I somehow managed to convince a guy in my Bio class to buy me a pipe when he goes to Mexico during the break… that reminds me… got to get $10 to him before he leaves…
Okay… maybe I shouldn’t have gone on the computer last night… what the fuck is wrong with me? And how do I remember my passwords while intoxicated?
This weekend was FANTASTICAL!!!
Seriously it was.
Went to my friend’s Christmas/birthday party on Friday night. What could I say?
Probably one of the best parties of the whole year! It’s funny how I didn’t drink that much and yet I still got pretty smashed. Oh wait; it was probably the pot that did me in.
Wow, I am such a smart person to mix alcohol with drugs. Oh well, I will eventually learn my lesson… hopefully before it’s too late.
Felt like such a badass drinking my own beer and socializing with smart artistic people. Tehe.
I enjoyed it.
On Saturday I went to my friend’s baby shower. It was pretty good, but I kind of ate too much for my own good. Also I suppose it didn’t help that I was drinking shitty beer (thank god it was only one can!). WAIT A SECOND… why do people serve beer at bay showers? O_o
Anyways it was nice to see that Queenie and Harry were doing well. Queenie is due on the 28th and her “peanut” child will be called Dominic James Riches Fritzpatrick.
This is the third child to be named Dominic or Dominick from my friends… The coincidence scares the hell out of me, but at least now I know what not to name my future baby boy (if I do ever have one). Anyways, I’ve spent some time with Mariz as well during the baby shower. We went for a walk ad ate ice cream sandwiches on the way (and in the winter too!). It was relaxing.
Sunday, we finally put up our Charlie Brown Christmas tree. Yes it is small and dinky, just barely taller than me. Haha. I love decorating the house around this time of the year… makes the atmosphere more “homely-like” if you get what I mean. =] Our poor Christmas tree is engulfed by presents… I feel bad for it. Poor little tree is getting overwhelmed. Haha.
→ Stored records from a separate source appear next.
//! SessionKit web server
//!
//! Main web server implementation using Axum.

use crate::{create_app, AppState, WebConfig, WebError, WebResult};
use axum::serve;
use tokio::net::TcpListener;
use tracing::{error, info, warn};

/// Main SessionKit web server
pub struct SessionKitServer {
    config: WebConfig,
    state: AppState,
}

impl SessionKitServer {
    /// Create a new server; fails if the configuration cannot sign credentials
    pub async fn new(config: WebConfig) -> WebResult<Self> {
        let state = AppState::new(config.clone()).await?;

        Ok(Self { config, state })
    }

    /// Start the web server and run until Ctrl-C
    pub async fn start(self) -> WebResult<()> {
        let address = self.config.address();

        info!("Starting SessionKit web server");
        info!("Server address: http://{}", address);
        info!("Development mode: {}", self.config.dev_mode);
        if !self.config.cookies.secure {
            warn!("Session cookies are sent without the Secure attribute");
        }

        let app = create_app(self.state.clone());

        let listener = TcpListener::bind(&address)
            .await
            .map_err(WebError::Server)?;

        info!("Server listening on http://{}", address);

        if let Err(e) = serve(listener, app)
            .with_graceful_shutdown(shutdown_signal())
            .await
        {
            error!("Server error: {}", e);
            return Err(WebError::Server(e));
        }

        info!("Server shut down gracefully");
        Ok(())
    }

    /// Get server configuration
    pub fn config(&self) -> &WebConfig {
        &self.config
    }

    /// Get application state
    pub fn state(&self) -> &AppState {
        &self.state
    }
}

async fn shutdown_signal() {
    if let Err(e) = tokio::signal::ctrl_c().await {
        error!("Failed to listen for shutdown signal: {}", e);
    }
}

/// Builder for SessionKitServer
pub struct SessionKitServerBuilder {
    config: WebConfig,
}

impl SessionKitServerBuilder {
    /// Start from built-in defaults
    pub fn new() -> Self {
        Self::from_config(WebConfig::default())
    }

    /// Start from a loaded configuration
    pub fn from_config(config: WebConfig) -> Self {
        Self { config }
    }

    /// Set the server host
    pub fn host<S: Into<String>>(mut self, host: S) -> Self {
        self.config.host = host.into();
        self
    }

    /// Set the server port
    pub fn port(mut self, port: u16) -> Self {
        self.config.port = port;
        self
    }

    /// Enable development mode
    pub fn dev_mode(mut self, dev_mode: bool) -> Self {
        self.config.dev_mode = dev_mode;
        self
    }

    /// Set database URL
    pub fn database_url<S: Into<String>>(mut self, database_url: S) -> Self {
        self.config.database_url = Some(database_url.into());
        self
    }

    /// Build the server
    pub async fn build(self) -> WebResult<SessionKitServer> {
        SessionKitServer::new(self.config).await
    }
}

impl Default for SessionKitServerBuilder {
    fn default() -> Self {
        Self::new()
    }
}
Chilled with a friend later that night (yesterday, last night), drank a pack of Kokanee beer by the Harbor. Would have been nicer if it was warmer out… drinking cold beers outside in the cold… not the smartest idea in the world.
Why the hell did I post that lastnight?
So long and farewell?
Sunday, December 13, 2009
Needed to get that out of my system.
Mhmmm.... So I understand that you want to kiss me but why? SERIOUSLY WHY???
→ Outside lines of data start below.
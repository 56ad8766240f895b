//! CLI configuration file

use anyhow::{bail, Context, Result};
use serde::{Deserialize, Serialize};
use sessionkit_client::ClientConfig;
use std::path::{Path, PathBuf};

/// Settings kept in `<config dir>/sessionkit/config.toml`
#[derive(Debug, Clone, PartialEq, Serialize, Deserialize)]
#[serde(default)]
pub struct CliConfig {
    /// Base URL of the SessionKit server
    pub server_url: String,
    /// Request timeout in seconds
    pub timeout_seconds: u64,
    /// Give up on a session refresh after this many seconds; 0 waits indefinitely
    pub refresh_timeout_seconds: u64,
    /// Where session cookies are kept (defaults to the data directory)
    pub cookie_file: Option<PathBuf>,
    /// Where the local session view is kept (defaults to the data directory)
    pub session_file: Option<PathBuf>,
}

impl Default for CliConfig {
    fn default() -> Self {
        Self {
            server_url: "http://localhost:8080".to_string(),
            timeout_seconds: 30,
            refresh_timeout_seconds: 10,
            cookie_file: None,
            session_file: None,
        }
    }
}

impl CliConfig {
    pub fn from_file(path: &Path) -> Result<Self> {
        let content = std::fs::read_to_string(path)
            .with_context(|| format!("Failed to read {}", path.display()))?;
        toml::from_str(&content).with_context(|| format!("Invalid configuration in {}", path.display()))
    }

    pub fn save_to_file(&self, path: &Path) -> Result<()> {
        if let Some(parent) = path.parent() {
            std::fs::create_dir_all(parent)?;
        }
        std::fs::write(path, toml::to_string_pretty(self)?)
            .with_context(|| format!("Failed to write {}", path.display()))
    }

    /// Load `path`, or the default file when it exists, or the built-in defaults
    pub fn load(path: Option<&Path>) -> Result<Self> {
        if let Some(path) = path {
            return Self::from_file(path);
        }

        match default_config_path() {
            Some(path) if path.exists() => Self::from_file(&path),
            _ => Ok(Self::default()),
        }
    }

    pub fn set(&mut self, key: &str, value: &str) -> Result<()> {
        match key {
            "server_url" => self.server_url = value.to_string(),
            "timeout_seconds" => {
                self.timeout_seconds = value
                    .parse()
                    .with_context(|| format!("Invalid integer value: {}", value))?
            }
            "refresh_timeout_seconds" => {
                self.refresh_timeout_seconds = value
                    .parse()
                    .with_context(|| format!("Invalid integer value: {}", value))?
            }
            "cookie_file" => self.cookie_file = optional_path(value),
            "session_file" => self.session_file = optional_path(value),
            _ => bail!("Unknown configuration key: {}", key),
        }
        Ok(())
    }

    pub fn get(&self, key: &str) -> Result<String> {
        let value = match key {
            "server_url" => self.server_url.clone(),
            "timeout_seconds" => self.timeout_seconds.to_string(),
            "refresh_timeout_seconds" => self.refresh_timeout_seconds.to_string(),
            "cookie_file" => display_path(self.cookie_file()),
            "session_file" => display_path(self.session_file()),
            _ => bail!("Unknown configuration key: {}", key),
        };
        Ok(value)
    }

    pub fn cookie_file(&self) -> Option<PathBuf> {
        self.cookie_file
            .clone()
            .or_else(|| data_dir().map(|dir| dir.join("cookies")))
    }

    pub fn session_file(&self) -> Option<PathBuf> {
        self.session_file
            .clone()
            .or_else(sessionkit_client::store::default_storage_path)
    }

    pub fn client_config(&self) -> ClientConfig {
        ClientConfig {
            base_url: self.server_url.clone(),
            timeout_seconds: self.timeout_seconds,
            cookie_file: self.cookie_file(),
            ..ClientConfig::default()
        }
    }
}

pub fn default_config_path() -> Option<PathBuf> {
    dirs::config_dir()
        .or_else(|| dirs::home_dir().map(|d| d.join(".config")))
        .map(|dir| dir.join("sessionkit").join("config.toml"))
}

fn data_dir() -> Option<PathBuf> {
    dirs::data_dir().map(|dir| dir.join("sessionkit"))
}

fn optional_path(value: &str) -> Option<PathBuf> {
    (!value.trim().is_empty()).then(|| PathBuf::from(value.trim()))
}

fn display_path(path: Option<PathBuf>) -> String {
    path.map(|p| p.display().to_string())
        .unwrap_or_else(|| "(none)".to_string())
}

#[cfg(test)]
mod tests {
    use super::*;

    #[test]
    fn test_round_trip_through_file() {
        let dir = tempfile::tempdir().unwrap();
        let path = dir.path().join("config.toml");

        let mut config = CliConfig::default();
        config.set("server_url", "https://auth.example.com").unwrap();
        config.set("timeout_seconds", "5").unwrap();
        config.save_to_file(&path).unwrap();

        let loaded = CliConfig::load(Some(&path)).unwrap();
        assert_eq!(loaded, config);
        assert_eq!(loaded.get("server_url").unwrap(), "https://auth.example.com");
    }

    #[test]
    fn test_partial_file_uses_defaults() {
        let dir = tempfile::tempdir().unwrap();
        let path = dir.path().join("config.toml");
        std::fs::write(&path, "server_url = \"http://127.0.0.1:9000\"\n").unwrap();

        let loaded = CliConfig::from_file(&path).unwrap();
        assert_eq!(loaded.server_url, "http://127.0.0.1:9000");
        assert_eq!(loaded.timeout_seconds, 30);
    }

    #[test]
    fn test_invalid_values_are_rejected() {
        let mut config = CliConfig::default();
        assert!(config.set("timeout_seconds", "soon").is_err());
        assert!(config.set("colour", "blue").is_err());
        assert!(config.get("colour").is_err());
    }

    #[test]
    fn test_explicit_files_win() {
        let mut config = CliConfig::default();
        config.set("cookie_file", "/tmp/sk-cookies").unwrap();
        assert_eq!(config.cookie_file(), Some(PathBuf::from("/tmp/sk-cookies")));
        assert_eq!(
            config.client_config().cookie_file,
            Some(PathBuf::from("/tmp/sk-cookies"))
        );

        config.set("cookie_file", "").unwrap();
        assert!(config.cookie_file.is_none());
    }
}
People says it's because I'm pretty, cute, adorable, hot, etc.. (BLEH!)
But honeslt.y... those don't seem to be like real answers... maybe it's becuase I'm drunk at the moment it doesn't seem so... BUT HONESTLY WHY WOULD SOMEONE WANT TO KISS ME?
Mhmmm... might regret posting this in the morning but what ever.
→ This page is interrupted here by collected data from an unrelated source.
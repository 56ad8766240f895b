//! SessionKit web server binary

use anyhow::Context;
use clap::Parser;
use sessionkit_core::{init_logging, LogFormat, LoggingConfig};
use sessionkit_web::{SessionKitServerBuilder, WebConfig};
use std::path::PathBuf;
use tracing::info;

/// SessionKit web server - session credential issuing and renewal
#[derive(Parser)]
#[command(name = "sessionkit-web")]
#[command(about = "Session-token lifecycle server")]
#[command(version)]
struct Args {
    /// Configuration file (defaults to ./sessionkit.toml when present)
    #[arg(short, long)]
    config: Option<PathBuf>,

    /// Server host to bind to
    #[arg(long)]
    host: Option<String>,

    /// Server port to listen on
    #[arg(short, long)]
    port: Option<u16>,

    /// Enable development mode
    #[arg(long)]
    dev: bool,

    /// Database URL for user storage (in-memory when omitted)
    #[arg(long)]
    database_url: Option<String>,

    /// Log level (error, warn, info, debug, trace)
    #[arg(long, default_value = "info")]
    log_level: String,

    /// Emit logs as JSON
    #[arg(long)]
    json_logs: bool,
}

#[tokio::main]
async fn main() -> anyhow::Result<()> {
    let args = Args::parse();

    // Load .env before the configuration reads the environment
    dotenvy::dotenv().ok();

    let logging = LoggingConfig {
        level: args.log_level.clone(),
        format: if args.json_logs {
            LogFormat::Json
        } else {
            LogFormat::Compact
        },
        ..LoggingConfig::default()
    };
    init_logging(&logging).map_err(|e| anyhow::anyhow!("Failed to initialize logging: {}", e))?;

    let config =
        WebConfig::load_from(args.config.as_deref()).context("Failed to load configuration")?;

    let mut builder = SessionKitServerBuilder::from_config(config).dev_mode(args.dev);
    if let Some(host) = args.host {
        builder = builder.host(host);
    }
    if let Some(port) = args.port {
        builder = builder.port(port);
    }
    if let Some(database_url) = args.database_url {
        builder = builder.database_url(database_url);
    }

    let server = builder.build().await.context("Failed to build server")?;
    info!("Server built successfully");

    server.start().await.context("Server failed")?;
    Ok(())
}
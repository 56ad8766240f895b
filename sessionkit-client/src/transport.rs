//! Request transport
//!
//! [`Transport`] is the seam between the session guard and the network, so the guard can
//! be exercised against a scripted server in tests.

use crate::{
    config::ClientConfig,
    error::{ClientError, ClientResult},
    fs::write_private,
};
use async_trait::async_trait;
use reqwest::{
    cookie::{CookieStore, Jar},
    header::{HeaderValue, AUTHORIZATION, USER_AGENT},
    Method,
};
use serde::{de::DeserializeOwned, Serialize};
use sessionkit_core::ApiResponse;
use std::path::{Path, PathBuf};
use std::sync::Arc;
use std::time::Duration;
use tracing::{debug, warn};
use url::Url;

/// An outbound API call, replayable as-is
#[derive(Debug, Clone)]
pub struct ApiRequest {
    pub method: Method,
    /// Path relative to the server base URL, e.g. `/api/user`
    pub path: String,
    pub body: Option<serde_json::Value>,
    /// Bearer token for programmatic clients
    pub bearer: Option<String>,
}

impl ApiRequest {
    pub fn new<S: Into<String>>(method: Method, path: S) -> Self {
        Self {
            method,
            path: path.into(),
            body: None,
            bearer: None,
        }
    }

    pub fn get<S: Into<String>>(path: S) -> Self {
        Self::new(Method::GET, path)
    }

    pub fn post<S: Into<String>>(path: S) -> Self {
        Self::new(Method::POST, path)
    }

    pub fn put<S: Into<String>>(path: S) -> Self {
        Self::new(Method::PUT, path)
    }

    pub fn json<T: Serialize>(mut self, body: &T) -> ClientResult<Self> {
        self.body = Some(serde_json::to_value(body)?);
        Ok(self)
    }

    pub fn bearer<S: Into<String>>(mut self, token: S) -> Self {
        self.bearer = Some(token.into());
        self
    }
}

/// Status and raw body of a response
#[derive(Debug, Clone)]
pub struct ApiReply {
    pub status: u16,
    pub body: Vec<u8>,
}

impl ApiReply {
    pub fn is_success(&self) -> bool {
        (200..300).contains(&self.status)
    }

    /// Decode the response envelope.
    ///
    /// A non-success status becomes [`ClientError::Status`] carrying the envelope's message;
    /// an envelope with `success = false` becomes [`ClientError::Api`].
    pub fn envelope<T: DeserializeOwned>(&self) -> ClientResult<Option<T>> {
        let parsed = serde_json::from_slice::<ApiResponse<T>>(&self.body);

        if !self.is_success() {
            let message = match parsed {
                Ok(envelope) => envelope
                    .message
                    .unwrap_or_else(|| "Request failed".to_string()),
                Err(_) => String::from_utf8_lossy(&self.body).into_owned(),
            };
            return Err(ClientError::Status {
                status: self.status,
                message,
            });
        }

        parsed?.into_result().map_err(ClientError::Api)
    }
}

/// Sends API requests
#[async_trait]
pub trait Transport: Send + Sync {
    async fn send(&self, request: &ApiRequest) -> ClientResult<ApiReply>;
}

/// reqwest-backed transport with a cookie store, so cookie-delivered credentials ride
/// along with every request
pub struct HttpTransport {
    client: reqwest::Client,
    base_url: Url,
    jar: Arc<Jar>,
    cookie_file: Option<PathBuf>,
}

impl HttpTransport {
    pub fn new(config: &ClientConfig) -> ClientResult<Self> {
        let base_url = directory_url(&config.base_url)?;
        let jar = Arc::new(Jar::default());

        if let Some(path) = &config.cookie_file {
            restore_cookies(&jar, &base_url, path);
        }

        let mut headers = reqwest::header::HeaderMap::new();
        if let Ok(agent) = HeaderValue::from_str(&config.user_agent) {
            headers.insert(USER_AGENT, agent);
        } else {
            warn!("Ignoring invalid user agent '{}'", config.user_agent);
        }

        let client = reqwest::Client::builder()
            .timeout(Duration::from_secs(config.timeout_seconds))
            .default_headers(headers)
            .cookie_provider(jar.clone())
            .build()?;

        debug!("Created HTTP transport for {}", base_url);

        Ok(Self {
            client,
            base_url,
            jar,
            cookie_file: config.cookie_file.clone(),
        })
    }

    pub fn base_url(&self) -> &Url {
        &self.base_url
    }

    /// Session cookies currently held for the server, as a `Cookie` header value
    pub fn cookie_header(&self) -> Option<String> {
        self.jar
            .cookies(&self.base_url)
            .and_then(|value| value.to_str().ok().map(str::to_string))
    }

    fn save_cookies(&self) {
        let Some(path) = &self.cookie_file else {
            return;
        };

        let result = match self.cookie_header() {
            Some(header) => write_private(path, header.as_bytes()),
            None if path.exists() => std::fs::remove_file(path),
            None => Ok(()),
        };

        if let Err(e) = result {
            warn!("Failed to save cookies to {}: {}", path.display(), e);
        }
    }
}

#[async_trait]
impl Transport for HttpTransport {
    async fn send(&self, request: &ApiRequest) -> ClientResult<ApiReply> {
        let url = endpoint_url(&self.base_url, &request.path)?;
        debug!("{} {}", request.method, url);

        let mut builder = self.client.request(request.method.clone(), url);
        if let Some(body) = &request.body {
            builder = builder.json(body);
        }
        if let Some(token) = &request.bearer {
            builder = builder.header(AUTHORIZATION, format!("Bearer {}", token));
        }

        let response = builder.send().await?;
        let status = response.status().as_u16();
        let body = response.bytes().await?.to_vec();

        self.save_cookies();

        Ok(ApiReply { status, body })
    }
}

/// Parse the server URL so that it always names a directory, keeping any path prefix
fn directory_url(base_url: &str) -> ClientResult<Url> {
    let mut url = Url::parse(base_url)?;
    if !url.path().ends_with('/') {
        let path = format!("{}/", url.path());
        url.set_path(&path);
    }
    Ok(url)
}

/// Resolve an API path below the server URL rather than against its origin
fn endpoint_url(base_url: &Url, path: &str) -> ClientResult<Url> {
    Ok(base_url.join(path.trim_start_matches('/'))?)
}

fn restore_cookies(jar: &Jar, base_url: &Url, path: &Path) {
    let saved = match std::fs::read_to_string(path) {
        Ok(saved) => saved,
        Err(e) if e.kind() == std::io::ErrorKind::NotFound => return,
        Err(e) => {
            warn!("Failed to read cookies from {}: {}", path.display(), e);
            return;
        }
    };

    let mut root = base_url.clone();
    root.set_path("/");
    for pair in saved.split(';').map(str::trim).filter(|p| !p.is_empty()) {
        jar.add_cookie_str(&format!("{}; Path=/", pair), &root);
    }
}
Had a fun night! *Yay!* XD
Friday, December 11, 2009
ZOMBIES ARE BLOODY EXPENSIVE!!!
Went Christmas shopping the other day for my cousins, did pretty well for the stuff I got them, I do hope they like it, but... KARL BETTER APPRECIATE THE AWSOME EXPENSIVE ZOMBIE SURVIVAL T-SHIRT I GOT HIM!!!
Yeah it's a zombie t-shirt and it's pretty goddamn awesome.
I went by Utopia and saw that they were having a sale ($5-$10), it made me excited. Haha. So I went on a mission to get the perfect t-shirt that even my picky cousin can't refuse!
I went through so many frekin t-shirts that I was starting to get frustrated, then I saw it.
The Zombie Survival t-shirt. It was beautiful.
When I went to pay for it, I found out that it didn't cost $10 or $15 but $25!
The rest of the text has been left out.